Angiotensin II induces IL-6 expression and the Jak-STAT3 pathway in aortic adventitia of LDL receptor-deficient mice

Abstract

Angiotensin II (A-II), the major effector peptide of the renin angiotensin system potently accelerates progression of atherosclerosis. To investigate its effects on vascular inflammatory mechanisms, we elucidated vascular cytokine expression during early lesion development in A-II-infused atherosclerosis-prone LDLR-/- mice. Male LDLR-/- mice were placed on a "Western" high-fat diet for 4 weeks, followed by sham or A-II infusion for 7 weeks. Equal blood pressures and elevations in serum lipids were seen in both groups. Mice were sacrificed when significant A-II-induced plaque development was first detectable, aortae were explanted and culture media assayed for secreted cytokines. Nine cytokines were significantly induced with interleukin-6 (IL-6) being the most highly secreted. Local IL-6 production was confirmed by in situ mRNA hybridization and immunostaining, where the most abundant IL-6 was found in the aortic adventitia, with lesser production by the medial and intimal layers. Immunofluorescence colocalization showed IL-6 expression by fibroblasts and activated macrophages. Activation of downstream IL-6 signaling mediated by the Jak-STAT3 pathway was demonstrated by inducible phospho-Tyr705-STAT3 formation in the adventitia and endothelium (of IL-6+/+ mice only). These findings define cytokine profiles in the A-II infusion model and demonstrate that IL-6, produced by activated macrophages and fibroblasts in the adventitia, induces the Jak-STAT3 pathway during early A-II-induced atherosclerosis.

Figure 1

En face histomorphometry of atherosclerotic lesions. At time of sacrifice, aortae were harvested, dissected en face from the arch to just beyond the iliac bifurcation and stained with oil red O. Dot plots indicate percent aortic lesion areas for surviving individual mice by infusion group [means and (SD), sham 4.3 (1.6), A-II 22.9 (7.3), P<10⁻⁶, Student’s t-test]. Insets: photographs of 2 representative aortae, sham- and AII-infused, 4.4 and 25.3% lesion areas, respectively.

Figure 2

A-II-induced aortic IL-6 secretion, adventitial versus medial/endothelial layers. Separately explanted aortic adventitial and medial/endothelial regions were assayed for IL-6 secretion after 10 min and after 4 h of incubation (shown are means ± SD).
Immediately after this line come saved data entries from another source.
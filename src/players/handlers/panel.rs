//! HTTP handlers for the `/players` routes on the panel surface.

use axum::extract::{Path, Query};
use axum::Json;
use chrono::Utc;
use itertools::Itertools;
use serde::{Deserialize, Serialize};
use utoipa::{IntoParams, ToSchema};
use uuid::Uuid;

use crate::audit::{self, LogLevel};
use crate::auth::{Role, Session};
use crate::players::{Note, Player};
use crate::punishments::engine::{self, CreateDynamic, CreateManual};
use crate::punishments::status::{self, PlayerStatus};
use crate::punishments::{
	Evidence, Modification, ModificationType, Punishment, PunishmentId,
};
use crate::responses::Created;
use crate::settings::{OffenseLevel, Severity, FIRST_DYNAMIC_ORDINAL};
use crate::time::Millis;
use crate::{Error, Result, State};

/// A condensed player for list views.
#[derive(Debug, Serialize, ToSchema)]
#[serde(rename_all = "camelCase")]
pub struct PlayerSummary {
	/// The player's Minecraft UUID.
	pub minecraft_uuid: Uuid,

	/// The player's current username.
	pub username: Option<String>,

	/// Whether the player is currently online.
	pub is_online: bool,

	/// How many punishments the player has on record.
	pub punishment_count: usize,
}

impl From<&Player> for PlayerSummary {
	fn from(player: &Player) -> Self {
		Self {
			minecraft_uuid: player.minecraft_uuid,
			username: player.current_username().map(str::to_owned),
			is_online: player.data.is_online,
			punishment_count: player.punishments.len(),
		}
	}
}

/// Query parameters for `GET /players`.
#[derive(Debug, Deserialize, IntoParams)]
pub struct GetParams {
	/// Filter by username prefix (case-insensitive).
	#[serde(default)]
	pub search: Option<String>,

	/// Maximum number of results to return.
	#[serde(default = "GetParams::default_limit")]
	pub limit: i64,

	/// Pagination offset.
	#[serde(default)]
	pub offset: i64,
}

impl GetParams {
	/// The default result limit.
	const fn default_limit() -> i64 {
		50
	}
}

/// Fetch players, optionally filtered by a username prefix.
#[tracing::instrument(skip(session), fields(server = %session.server_name))]
#[utoipa::path(
  get,
  path = "/players",
  tag = "Players",
  params(GetParams),
  responses(
    (status = 200, body = Vec<PlayerSummary>),
    (status = 401, description = "not logged in"),
  ),
)]
pub async fn get_many(
	session: Session,
	Query(GetParams {
		search,
		limit,
		offset,
	}): Query<GetParams>,
) -> Result<Json<Vec<PlayerSummary>>> {
	let players = session
		.db
		.search_players(search.as_deref(), limit.clamp(1, 500), offset.max(0))
		.await?;

	if players.is_empty() {
		return Err(Error::no_content());
	}

	Ok(Json(players.iter().map(PlayerSummary::from).collect_vec()))
}

/// A full player profile: the aggregate plus its derived status.
#[derive(Debug, Serialize, ToSchema)]
#[serde(rename_all = "camelCase")]
pub struct PanelPlayerProfile {
	/// The player record.
	#[serde(flatten)]
	pub player: Player,

	/// The player's derived status.
	pub status: PlayerStatus,
}

/// Fetch a full player profile.
#[tracing::instrument(skip(state, session), fields(server = %session.server_name))]
#[utoipa::path(
  get,
  path = "/players/{uuid}",
  tag = "Players",
  params(("uuid" = Uuid, Path, description = "the player's Minecraft UUID")),
  responses(
    (status = 200, body = PanelPlayerProfile),
    (status = 401, description = "not logged in"),
    (status = 404, description = "no such player"),
  ),
)]
pub async fn get_single(
	state: State,
	session: Session,
	Path(uuid): Path<Uuid>,
) -> Result<Json<PanelPlayerProfile>> {
	let player = session.db.require_player(uuid).await?;

	let registry = state
		.punishment_types
		.get(&session.server_name, &session.db)
		.await;

	let status = status::calculate(&player, &registry, Utc::now());

	Ok(Json(PanelPlayerProfile { player, status }))
}

/// Request payload for issuing a punishment from the panel.
///
/// The ordinal decides whether the manual or the dynamic creation path runs.
#[derive(Debug, Deserialize, ToSchema)]
#[serde(rename_all = "camelCase")]
pub struct PanelNewPunishment {
	/// The punishment type's ordinal.
	pub type_ordinal: u32,

	/// Why the player is punished; becomes the first note.
	pub reason: String,

	/// How long the punishment lasts (manual types only); omitted means permanent.
	#[serde(default)]
	pub duration: Option<Millis>,

	/// The severity (dynamic types only).
	#[serde(default)]
	pub severity: Option<Severity>,

	/// The offence tier to sentence at (dynamic types only).
	#[serde(default)]
	pub status: Option<OffenseLevel>,

	/// Initial evidence.
	#[serde(default)]
	pub evidence: Option<Evidence>,

	/// Whether the punishment propagates to linked accounts.
	#[serde(default)]
	pub alt_blocking: bool,

	/// Whether the player's stats are wiped when the punishment expires.
	#[serde(default)]
	pub wipe_after_expiry: bool,
}

/// Issue a punishment from the panel.
#[tracing::instrument(skip(state, session, request), fields(server = %session.server_name, player = %uuid))]
#[utoipa::path(
  post,
  path = "/players/{uuid}/punishments",
  tag = "Players",
  params(("uuid" = Uuid, Path, description = "the player's Minecraft UUID")),
  request_body = PanelNewPunishment,
  responses(
    (status = 201, body = Punishment),
    (status = 401, description = "not logged in"),
    (status = 403, description = "requires the Moderator role"),
    (status = 404, description = "no such player"),
    (status = 409, description = "the player already has an active mute"),
  ),
)]
pub async fn create_punishment(
	state: State,
	session: Session,
	Path(uuid): Path<Uuid>,
	Json(request): Json<PanelNewPunishment>,
) -> Result<Created<Json<Punishment>>> {
	session.require(Role::Moderator)?;

	let registry = state
		.punishment_types
		.get(&session.server_name, &session.db)
		.await;

	let issuer_name = session
		.staff
		.assigned_minecraft_username
		.clone()
		.unwrap_or_else(|| session.staff.username.clone());

	let now = Utc::now();

	let punishment = if request.type_ordinal < FIRST_DYNAMIC_ORDINAL {
		engine::create_manual(
			&session.db,
			&registry,
			uuid,
			CreateManual {
				issuer_name,
				type_ordinal: request.type_ordinal,
				reason: request.reason,
				duration: request.duration,
				evidence: request.evidence,
				alt_blocking: request.alt_blocking,
				wipe_after_expiry: request.wipe_after_expiry,
				attached_ticket_ids: Vec::new(),
			},
			now,
		)
		.await?
	} else {
		engine::create_dynamic(
			&session.db,
			&registry,
			uuid,
			CreateDynamic {
				issuer_name,
				type_ordinal: request.type_ordinal,
				reason: request.reason,
				severity: request.severity,
				status: request.status,
				evidence: request.evidence,
				alt_blocking: request.alt_blocking,
				wipe_after_expiry: request.wipe_after_expiry,
				attached_ticket_ids: Vec::new(),
			},
			now,
		)
		.await?
	};

	Ok(Created(Json(punishment)))
}

/// Request payload for adding a note from the panel.
#[derive(Debug, Deserialize, ToSchema)]
#[serde(rename_all = "camelCase")]
pub struct PanelNewNote {
	/// The note text.
	pub text: String,
}

/// Add a note to a player.
#[tracing::instrument(skip(session, note), fields(server = %session.server_name, player = %uuid))]
#[utoipa::path(
  post,
  path = "/players/{uuid}/notes",
  tag = "Players",
  params(("uuid" = Uuid, Path, description = "the player's Minecraft UUID")),
  request_body = PanelNewNote,
  responses(
    (status = 201, body = Note),
    (status = 401, description = "not logged in"),
    (status = 403, description = "requires the Moderator role"),
    (status = 404, description = "no such player"),
  ),
)]
pub async fn create_note(
	session: Session,
	Path(uuid): Path<Uuid>,
	Json(note): Json<PanelNewNote>,
) -> Result<Created<Json<Note>>> {
	session.require(Role::Moderator)?;

	if note.text.trim().is_empty() {
		return Err(Error::invalid("text"));
	}

	let new_note = Note {
		text: note.text,
		issuer_name: session.staff.username.clone(),
		date: Utc::now(),
	};

	let saved = new_note.clone();

	session
		.db
		.update_player(uuid, move |player| {
			player.notes.push(new_note.clone());

			Ok(())
		})
		.await?;

	Ok(Created(Json(saved)))
}

/// Request payload for appending a modification to a punishment.
#[derive(Debug, Deserialize, ToSchema)]
#[serde(rename_all = "camelCase")]
pub struct NewModification {
	/// What kind of modification to append.
	#[serde(rename = "type")]
	pub kind: ModificationType,

	/// The new duration, for duration changes. `0` and `-1` mean permanent.
	#[serde(default)]
	pub effective_duration: Option<Millis>,

	/// Why the modification is made.
	#[serde(default, deserialize_with = "crate::serde::string::deserialize_empty_as_none")]
	pub reason: Option<String>,
}

/// Append a modification to a punishment.
///
/// Duration changes require `effectiveDuration`; pardons are rejected if the punishment
/// already carries one.
#[tracing::instrument(skip(session, request), fields(server = %session.server_name, player = %uuid))]
#[utoipa::path(
  post,
  path = "/players/{uuid}/punishments/{id}/modifications",
  tag = "Players",
  params(
    ("uuid" = Uuid, Path, description = "the player's Minecraft UUID"),
    ("id" = String, Path, description = "the punishment id"),
  ),
  request_body = NewModification,
  responses(
    (status = 201, body = Punishment),
    (status = 400, description = "a duration change without a duration"),
    (status = 401, description = "not logged in"),
    (status = 403, description = "requires the Moderator role"),
    (status = 404, description = "no such player or punishment"),
    (status = 409, description = "the punishment is already pardoned"),
  ),
)]
pub async fn add_modification(
	session: Session,
	Path((uuid, id)): Path<(Uuid, PunishmentId)>,
	Json(request): Json<NewModification>,
) -> Result<Created<Json<Punishment>>> {
	session.require(Role::Moderator)?;

	let needs_duration = matches!(
		request.kind,
		ModificationType::ManualDurationChange | ModificationType::AppealDurationChange
	);

	if needs_duration && request.effective_duration.is_none() {
		return Err(Error::invalid("effectiveDuration"));
	}

	let now = Utc::now();
	let staff_name = session.staff.username.clone();

	let punishment = session
		.db
		.update_player(uuid, |player| {
			let punishment = player
				.punishment_mut(&id)
				.ok_or_else(|| Error::not_found("punishment"))?;

			if request.kind.is_pardon() && punishment.is_pardoned() {
				return Err(Error::already_pardoned(punishment.id.clone()));
			}

			punishment.add_modification(Modification {
				kind: request.kind,
				issuer_name: staff_name.clone(),
				issued: now,
				effective_duration: request.effective_duration,
				reason: request.reason.clone(),
			});

			Ok(punishment.clone())
		})
		.await?;

	audit::record(
		&session.db,
		LogLevel::Moderation,
		session.staff.username.clone(),
		format!(
			"appended {kind:?} to punishment {id} of {uuid}",
			kind = request.kind,
			id = punishment.id,
		),
		Some(serde_json::json!({
			"punishmentId": punishment.id,
			"playerUuid": uuid,
			"effectiveDuration": request.effective_duration,
		})),
		now,
	)
	.await;

	Ok(Created(Json(punishment)))
}

/// Request payload for attaching evidence to a punishment.
#[derive(Debug, Deserialize, ToSchema)]
#[serde(rename_all = "camelCase")]
pub struct NewEvidence {
	/// The evidence to attach.
	pub evidence: Evidence,
}

/// Attach evidence to a punishment.
#[tracing::instrument(skip(session, request), fields(server = %session.server_name, player = %uuid))]
#[utoipa::path(
  post,
  path = "/players/{uuid}/punishments/{id}/evidence",
  tag = "Players",
  params(
    ("uuid" = Uuid, Path, description = "the player's Minecraft UUID"),
    ("id" = String, Path, description = "the punishment id"),
  ),
  request_body = NewEvidence,
  responses(
    (status = 201, body = Punishment),
    (status = 401, description = "not logged in"),
    (status = 403, description = "requires the Moderator role"),
    (status = 404, description = "no such player or punishment"),
  ),
)]
pub async fn add_evidence(
	session: Session,
	Path((uuid, id)): Path<(Uuid, PunishmentId)>,
	Json(request): Json<NewEvidence>,
) -> Result<Created<Json<Punishment>>> {
	session.require(Role::Moderator)?;

	let punishment = session
		.db
		.update_player(uuid, |player| {
			let punishment = player
				.punishment_mut(&id)
				.ok_or_else(|| Error::not_found("punishment"))?;

			punishment.evidence.push(request.evidence.clone());

			Ok(punishment.clone())
		})
		.await?;

	Ok(Created(Json(punishment)))
}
Indicated are comparisons of secretion increases with time, and secretion increase in adventitia versus media/endothelium at 4 h (n=5, all P<0.05, ANOVA).

Figure 3

In Situ hybridization of IL-6 mRNA in aortic cross sections. Aortic cross sections were hybridized with sense (control) and anti-sense IL-6 cRNA probes. Upper panels, Aortae from sham-infused mice probed with sense (far left) and anti-sense IL-6 probes. Two different magnifications are shown (40X and 200X). Lower panels, aortae from A-II-infused mice were hybridized as in the upper panels. Predominant IL-6 staining is in the adventitial layer (purple) with additional diffuse staining in the media and endothelium. Arrow: Endothelial IL-6 staining in region of lesion development.

Figure 4

Colocalization immunofluorescence histochemistry of IL-6 with fibroblasts and macrophages. Transverse cryosections (6 µm) of proximal aorta from sham- (A–C) and A-II-infused (D–I) mice were FITC-stained green for fibroblasts (A and D), FITC-stained for activated macrophages (G) or Texas Red-stained (B,E and H) for IL-6. In each row, the 3^rd column is the merged image (yellow indicates colocalization). L, lumen. With A-II infusion, IL-6 is predominantly detected in adventitia (E and H, upper arrow), but also in endothelial (E, lower arrow) and medial areas (H, lower arrow). IL-6 colocalizing with fibroblasts (F, thick arrow) and with activated macrophages (I) are indicated. Insets: Control immunofluorescence using FITC- or Texas Red-conjugated secondary Ab only on sections from sham-treated animals (similar A-II-treated secondary Ab controls were indistinguishable from those shown). (X 600).

Figure 5

Phospho-Tyr⁷⁰⁵ STAT3 accumulation induced by A-II infusion. In situ histochemistry for phospho-Tyr⁷⁰⁵ STAT3 was performed in aortic cryosections of LDLR^−/− and LDLR^−/−/IL-6^−/− mice. L, lumen (bottom left in all photos). Top panels, sham-infused vessels show little accumulation of phospho-STAT3 (dark brown staining). Bottom panels, A-II-infused aortae show significant staining in both adventitial and endothelial layers (arrows), except in the double-knock-out mouse genotype (right hand panels). Inset: Aorta from LDLR^−/−mouse stained in parallel with double-knock-outs (positive control). Original microscopy at 40X, 200X and 1000X.